**Provided entries**

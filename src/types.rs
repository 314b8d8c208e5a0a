// src/types.rs
use rust_decimal::Decimal;
use serde::{Deserialize, Serialize};
use std::collections::HashMap;
use std::fmt;

#[derive(Debug, Clone, Copy, PartialEq, Eq, Hash, Serialize, Deserialize)]
#[serde(rename_all = "UPPERCASE")]
pub enum Side {
    Buy,
    Sell,
}

impl Side {
    pub fn as_str(&self) -> &'static str {
        match self {
            Side::Buy => "BUY",
            Side::Sell => "SELL",
        }
    }
}

impl fmt::Display for Side {
    fn fmt(&self, f: &mut fmt::Formatter<'_>) -> fmt::Result {
        f.write_str(self.as_str())
    }
}

/// A single price observation. `timestamp` is milliseconds since the epoch.
#[derive(Debug, Clone, PartialEq, Serialize, Deserialize)]
pub struct PriceUpdate {
    pub symbol: String,
    pub price: Decimal,
    pub timestamp: i64,
}

impl PriceUpdate {
    pub fn new(symbol: impl Into<String>, price: Decimal, timestamp: i64) -> Self {
        Self {
            symbol: symbol.into(),
            price,
            timestamp,
        }
    }
}

/// Strategy output for one update.
///
/// `percentage` is a fraction of total portfolio value for a BUY and a
/// fraction of current holdings for a SELL.
#[derive(Debug, Clone, PartialEq)]
pub struct TradeSignal {
    pub symbol: String,
    pub action: Side,
    pub percentage: Decimal,
    pub reason: String,
}

/// An executed child order. Never mutated once recorded.
#[derive(Debug, Clone, PartialEq, Serialize, Deserialize)]
pub struct Trade {
    pub symbol: String,
    pub side: Side,
    pub quantity: Decimal,
    pub price: Decimal,
    pub timestamp: i64,
}

impl Trade {
    pub fn notional(&self) -> Decimal {
        self.quantity * self.price
    }
}

#[derive(Debug, Clone, PartialEq, Serialize, Deserialize)]
pub struct Asset {
    pub symbol: String,
    pub price: Decimal,
    pub holdings: Decimal,
}

impl Asset {
    pub fn new(symbol: impl Into<String>, price: Decimal, holdings: Decimal) -> Self {
        Self {
            symbol: symbol.into(),
            price,
            holdings,
        }
    }
}

#[derive(Debug, Clone, Default, PartialEq, Serialize, Deserialize)]
pub struct Portfolio {
    pub cash: Decimal,
    pub assets: HashMap<String, Asset>,
}

#[derive(Debug, Clone, Serialize, Deserialize)]
pub struct BacktestResult {
    pub trades: Vec<Trade>,
    pub final_portfolio: Portfolio,
    /// Percent, e.g. `1.5` means +1.5%.
    pub total_return: Decimal,
    pub sharpe_ratio: Decimal,
    /// Percent of the running peak.
    pub max_drawdown: Decimal,
}
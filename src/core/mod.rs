pub mod backtest;
pub mod live;
pub mod portfolio;
pub mod risk;
pub mod slicer;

**Problem details**
Report each line in the data that holds the word "PriceUpdate".

**Exercise result**
pub struct PriceUpdate {
impl PriceUpdate {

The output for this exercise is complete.